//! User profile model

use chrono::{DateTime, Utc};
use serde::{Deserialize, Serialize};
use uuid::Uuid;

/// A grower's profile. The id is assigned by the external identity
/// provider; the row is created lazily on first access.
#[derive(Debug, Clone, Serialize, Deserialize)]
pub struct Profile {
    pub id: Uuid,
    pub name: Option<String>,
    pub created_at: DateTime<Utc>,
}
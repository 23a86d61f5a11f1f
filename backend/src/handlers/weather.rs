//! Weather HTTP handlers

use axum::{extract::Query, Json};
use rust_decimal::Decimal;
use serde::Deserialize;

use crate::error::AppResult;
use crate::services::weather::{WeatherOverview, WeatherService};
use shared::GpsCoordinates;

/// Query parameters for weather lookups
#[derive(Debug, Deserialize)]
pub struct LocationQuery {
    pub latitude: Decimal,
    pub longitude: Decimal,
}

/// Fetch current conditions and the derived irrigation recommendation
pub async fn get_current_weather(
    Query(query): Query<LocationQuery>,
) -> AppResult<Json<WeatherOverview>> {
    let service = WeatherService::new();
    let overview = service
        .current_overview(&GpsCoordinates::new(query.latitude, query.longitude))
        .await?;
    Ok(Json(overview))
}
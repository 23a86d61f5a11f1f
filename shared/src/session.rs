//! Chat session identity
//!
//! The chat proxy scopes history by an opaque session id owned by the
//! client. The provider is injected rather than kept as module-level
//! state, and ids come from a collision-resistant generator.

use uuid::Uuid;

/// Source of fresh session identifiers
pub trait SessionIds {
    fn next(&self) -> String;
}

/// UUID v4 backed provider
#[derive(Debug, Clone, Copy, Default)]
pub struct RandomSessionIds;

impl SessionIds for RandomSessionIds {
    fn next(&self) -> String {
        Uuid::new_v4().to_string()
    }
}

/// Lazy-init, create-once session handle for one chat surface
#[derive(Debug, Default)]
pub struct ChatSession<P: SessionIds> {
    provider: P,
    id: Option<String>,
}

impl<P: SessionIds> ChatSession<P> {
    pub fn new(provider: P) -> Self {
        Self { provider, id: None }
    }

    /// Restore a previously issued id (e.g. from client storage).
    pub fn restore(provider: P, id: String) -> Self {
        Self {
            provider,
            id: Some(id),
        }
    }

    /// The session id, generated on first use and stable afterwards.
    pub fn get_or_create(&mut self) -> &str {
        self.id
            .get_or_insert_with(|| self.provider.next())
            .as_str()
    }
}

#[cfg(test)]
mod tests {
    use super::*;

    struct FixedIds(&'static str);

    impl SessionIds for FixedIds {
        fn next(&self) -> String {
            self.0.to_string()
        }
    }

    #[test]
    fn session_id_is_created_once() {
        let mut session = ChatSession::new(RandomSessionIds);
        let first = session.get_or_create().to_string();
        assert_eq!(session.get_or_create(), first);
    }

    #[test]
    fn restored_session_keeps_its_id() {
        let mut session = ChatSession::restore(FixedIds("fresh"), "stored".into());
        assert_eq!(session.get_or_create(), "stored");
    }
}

== Work to complete ==
Return exactly, and only, the lines from the start of the listing through the line with "on first access.".

== Your response ==
//! User profile model

use chrono::{DateTime, Utc};
use serde::{Deserialize, Serialize};
use uuid::Uuid;

/// A grower's profile. The id is assigned by the external identity
/// provider; the row is created lazily on first access.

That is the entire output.